START WORKING DATA
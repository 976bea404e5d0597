//! Wire protocol error types.

use thiserror::Error;

/// Wire protocol errors
#[derive(Error, Debug, Clone, PartialEq, Eq)]
pub enum WireError {
    /// Frame shorter than the minimum header for its kind
    #[error("incomplete frame")]
    Incomplete,

    /// Reserved marker bits nonzero
    #[error("reserved bits nonzero")]
    Reserved,

    /// Unknown NACK or FIN reason code
    #[error("unknown code {0}")]
    Code(u8),

    /// Advertised window outside the supported range
    #[error("invalid window {0}")]
    Window(u8),

    /// Destination capacity too small to carry a frame
    #[error("capacity too small: {0}")]
    Capacity(usize),
}

/// Packetizer errors
#[derive(Error, Debug, Clone, PartialEq, Eq)]
pub enum PacketizerError {
    /// Wire level problem (e.g. capacity)
    #[error("wire error: {0}")]
    Wire(#[from] WireError),

    /// The pull source failed
    #[error("source failed: {0}")]
    Source(String),

    /// The last fragment was already produced
    #[error("packetizer finished")]
    Finished,
}

/// Reassembly sink errors
#[derive(Error, Debug, Clone, PartialEq, Eq)]
pub enum SinkError {
    /// Payload exceeds the sink's bound
    #[error("payload exceeds {limit} bytes")]
    Overflow {
        /// Maximum accepted payload length
        limit: usize,
    },

    /// The sink no longer accepts data
    #[error("sink rejected data: {0}")]
    Rejected(String),
}
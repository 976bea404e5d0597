//! Framing, fragmentation and the info record codec for the pouch gateway.
//!
//! This crate holds the byte-level contract between the gateway and a pouch
//! device: how a payload stream is cut into notification-sized fragments,
//! how ACK/NACK/FIN control traffic is carried in-band, and how the device
//! info record is decoded.
//!
//! ## Features
//!
//! - **One-byte marker**: kind, fragment position and sequence in one byte
//! - **Zero-Copy I/O**: Uses `Bytes`/`BytesMut` for fragment payloads
//! - **Pull sources**: payloads may be produced while the transfer runs
//! - **CBOR info record**: decoded with `ciborium`
//!
//! ## Wire Format
//!
//! ```text
//! DATA  +--------+------------------------+
//!       | marker | payload (0..capacity-1) |
//!       +--------+------------------------+
//! ACK   | marker | window                 |
//! NACK  | marker | reason code            |
//! FIN   | marker | reason code            |
//!       +--------+------------------------+
//! ```

#![warn(missing_docs)]
#![warn(clippy::all)]

pub mod error;
pub mod frame;
pub mod info;
pub mod marker;
pub mod packetizer;

// Re-export main types
pub use error::{PacketizerError, SinkError, WireError};
pub use frame::{encode_ack, encode_data, encode_fin, encode_nack, prev_seq, Frame};
pub use info::{decode_info, DeviceInfo, InfoError, InfoFlags, INFO_MAX_LEN};
pub use marker::{
    seq_distance, wire_seq, FinCode, FrameKind, MarkerFlags, NackCode, CONTROL_FRAME_LEN,
    DATA_HEADER_LEN, MAX_WINDOW, MIN_FRAME_CAPACITY, SEQ_MODULUS,
};
pub use packetizer::{
    BufferSink, BufferSource, Fill, Fragment, Packetizer, PayloadSink, PayloadSource, Poll,
};
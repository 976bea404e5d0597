//! Error types for transfers and sessions.

use crate::transport::{ConnId, Endpoint};
use gateway_cloud::{CertError, CloudError, UplinkResult};
use gateway_wire::{NackCode, PacketizerError, SinkError, WireError};
use thiserror::Error;

/// Failures of the wireless link
#[derive(Error, Debug, Clone, PartialEq, Eq)]
pub enum TransportError {
    /// The connection is gone
    #[error("not connected")]
    NotConnected,

    /// A write could not be submitted or was rejected by the peer
    #[error("write to handle {handle:#06x} failed: {reason}")]
    Write {
        /// Attribute handle written to
        handle: u16,
        /// Reason reported by the stack
        reason: String,
    },

    /// Service discovery could not be started
    #[error("discovery failed: {0}")]
    Discovery(String),

    /// Enabling notifications failed
    #[error("subscribe to handle {handle:#06x} failed: {reason}")]
    Subscribe {
        /// CCC descriptor handle
        handle: u16,
        /// Reason reported by the stack
        reason: String,
    },
}

/// Failures of one windowed transfer
#[derive(Error, Debug, Clone, PartialEq, Eq)]
pub enum TransferError {
    /// The link failed underneath the transfer
    #[error("transport error: {0}")]
    Transport(#[from] TransportError),

    /// The peer rejected the transfer
    #[error("rejected by peer: {0:?}")]
    Nack(NackCode),

    /// A frame arrived outside the expected sequence
    #[error("out of sequence: expected {expected}, got {got}")]
    OutOfSequence {
        /// Sequence the receiver was waiting for
        expected: u8,
        /// Sequence that arrived
        got: u8,
    },

    /// Fragment markers contradict the stream position
    #[error("unexpected fragment: {0}")]
    Fragment(&'static str),

    /// The peer closed the stream with FIN(Aborted)
    #[error("peer aborted the transfer")]
    PeerAborted,

    /// The peer closed the stream in the middle of a payload
    #[error("peer closed the stream prematurely")]
    PrematureClose,

    /// A frame could not be decoded
    #[error("malformed frame: {0}")]
    Malformed(#[from] WireError),

    /// The reassembly sink refused a fragment
    #[error("sink error: {0}")]
    Sink(#[from] SinkError),

    /// The payload source failed
    #[error("source error: {0}")]
    Source(#[from] PacketizerError),
}

/// Reasons a session ends early
#[derive(Error, Debug)]
pub enum SessionError {
    /// Neither the 16-bit nor the 128-bit service UUID was found
    #[error("pouch service not found")]
    ServiceNotFound,

    /// A required characteristic or its CCC descriptor is missing
    #[error("missing {0} endpoint")]
    MissingEndpoint(Endpoint),

    /// Link failure outside of a transfer
    #[error("transport error: {0}")]
    Transport(#[from] TransportError),

    /// A transfer on one endpoint failed
    #[error("{endpoint} transfer failed: {source}")]
    Transfer {
        /// Endpoint the transfer ran on
        endpoint: Endpoint,
        /// Underlying failure
        #[source]
        source: TransferError,
    },

    /// Certificate exchange failed
    #[error("certificate error: {0}")]
    Cert(#[from] CertError),

    /// The cloud could not open the uplink
    #[error("cloud error: {0}")]
    Cloud(#[from] CloudError),

    /// The uplink ended without reaching the cloud
    #[error("uplink ended with {0:?}")]
    Uplink(UplinkResult),

    /// The cloud aborted the downlink
    #[error("downlink aborted by the cloud")]
    DownlinkAborted,

    /// The peer disconnected
    #[error("peer disconnected")]
    Disconnected,
}

impl SessionError {
    /// Wrap a transfer failure on `endpoint`
    pub fn transfer(endpoint: Endpoint, source: TransferError) -> Self {
        SessionError::Transfer { endpoint, source }
    }
}

/// Session manager errors
#[derive(Error, Debug, Clone, PartialEq, Eq)]
pub enum ManagerError {
    /// Every session slot is in use
    #[error("no free session slot (capacity {0})")]
    NoFreeSlot(usize),

    /// The connection already has a session
    #[error("connection {0} already has a session")]
    Duplicate(ConnId),

    /// No session exists for the connection
    #[error("unknown connection {0}")]
    UnknownConnection(ConnId),
}
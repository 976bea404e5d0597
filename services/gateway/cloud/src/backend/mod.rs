//! Cloud backend implementations

pub mod file;
pub mod mem;
use std::io::{ErrorKind, Read, Write};

use tracing::debug;

use crate::error::{Result, TransportError};
use crate::settings::PortSettings;

/// A connected serial byte link.
///
/// Reads are non-blocking: `read` returns `Ok(0)` when no input is pending.
/// Writes return the number of bytes accepted; callers decide whether a
/// short write is fatal. Only the owner of the link may open or close it,
/// other components just read and write while it is open.
pub trait SerialLink: Send {
    /// Read up to `buf.len()` bytes without blocking.
    ///
    /// Returns `Ok(0)` when nothing is available.
    fn read(&mut self, buf: &mut [u8]) -> Result<usize>;

    /// Write `buf`, returning the number of bytes actually written.
    fn write(&mut self, buf: &[u8]) -> Result<usize>;

    /// Number of bytes ready to read without blocking.
    fn bytes_available(&mut self) -> Result<usize>;

    /// Whether the link is still open.
    fn is_open(&self) -> bool;

    /// Close the link. Subsequent reads and writes fail with
    /// [`TransportError::Closed`].
    fn close(&mut self);
}

/// Opens [`SerialLink`]s from port settings.
///
/// The interface layer holds an opener rather than a link so it can reopen
/// the port after a transport failure.
pub trait SerialOpener: Send + Sync {
    fn open(&self, settings: &PortSettings) -> Result<Box<dyn SerialLink>>;
}

/// Adapts any non-blocking `Read + Write` stream into a [`SerialLink`].
///
/// Useful for network-attached TNCs (KISS over TCP) and for in-memory
/// streams in tests. The underlying stream must be in non-blocking mode:
/// `WouldBlock` is mapped to "no bytes available".
pub struct StreamLink<T> {
    inner: T,
    /// One byte read ahead by `bytes_available`, served by the next `read`.
    stash: Option<u8>,
    open: bool,
}

impl<T: Read + Write + Send> StreamLink<T> {
    pub fn new(inner: T) -> Self {
        Self {
            inner,
            stash: None,
            open: true,
        }
    }

    /// Consume the adapter and return the inner stream.
    pub fn into_inner(self) -> T {
        self.inner
    }
}

impl<T: Read + Write + Send> SerialLink for StreamLink<T> {
    fn read(&mut self, buf: &mut [u8]) -> Result<usize> {
        if !self.open {
            return Err(TransportError::Closed);
        }
        if buf.is_empty() {
            return Ok(0);
        }

        let mut filled = 0;
        if let Some(byte) = self.stash.take() {
            buf[0] = byte;
            filled = 1;
            if buf.len() == 1 {
                return Ok(1);
            }
        }

        match self.inner.read(&mut buf[filled..]) {
            Ok(n) => Ok(filled + n),
            Err(err) if err.kind() == ErrorKind::WouldBlock => Ok(filled),
            Err(err) if err.kind() == ErrorKind::Interrupted => Ok(filled),
            Err(err) => Err(TransportError::Io(err)),
        }
    }

    fn write(&mut self, buf: &[u8]) -> Result<usize> {
        if !self.open {
            return Err(TransportError::Closed);
        }

        let mut offset = 0usize;
        while offset < buf.len() {
            match self.inner.write(&buf[offset..]) {
                Ok(0) => break,
                Ok(n) => offset += n,
                Err(err) if err.kind() == ErrorKind::Interrupted => continue,
                Err(err) if err.kind() == ErrorKind::WouldBlock => continue,
                Err(err) => return Err(TransportError::Io(err)),
            }
        }
        Ok(offset)
    }

    fn bytes_available(&mut self) -> Result<usize> {
        if !self.open {
            return Err(TransportError::Closed);
        }
        if self.stash.is_some() {
            return Ok(1);
        }

        // A generic stream has no queue-length query; probe with a
        // single-byte non-blocking read and stash the result.
        let mut probe = [0u8; 1];
        match self.inner.read(&mut probe) {
            Ok(0) => Ok(0),
            Ok(_) => {
                self.stash = Some(probe[0]);
                Ok(1)
            }
            Err(err) if err.kind() == ErrorKind::WouldBlock => Ok(0),
            Err(err) if err.kind() == ErrorKind::Interrupted => Ok(0),
            Err(err) => Err(TransportError::Io(err)),
        }
    }

    fn is_open(&self) -> bool {
        self.open
    }

    fn close(&mut self) {
        debug!("closing stream link");
        self.open = false;
        self.stash = None;
    }
}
END WORKING DATA
ACTIVITY: Within this material, how many lines include the word "PortSettings"? State only the number.

RESPONSE AREA: 2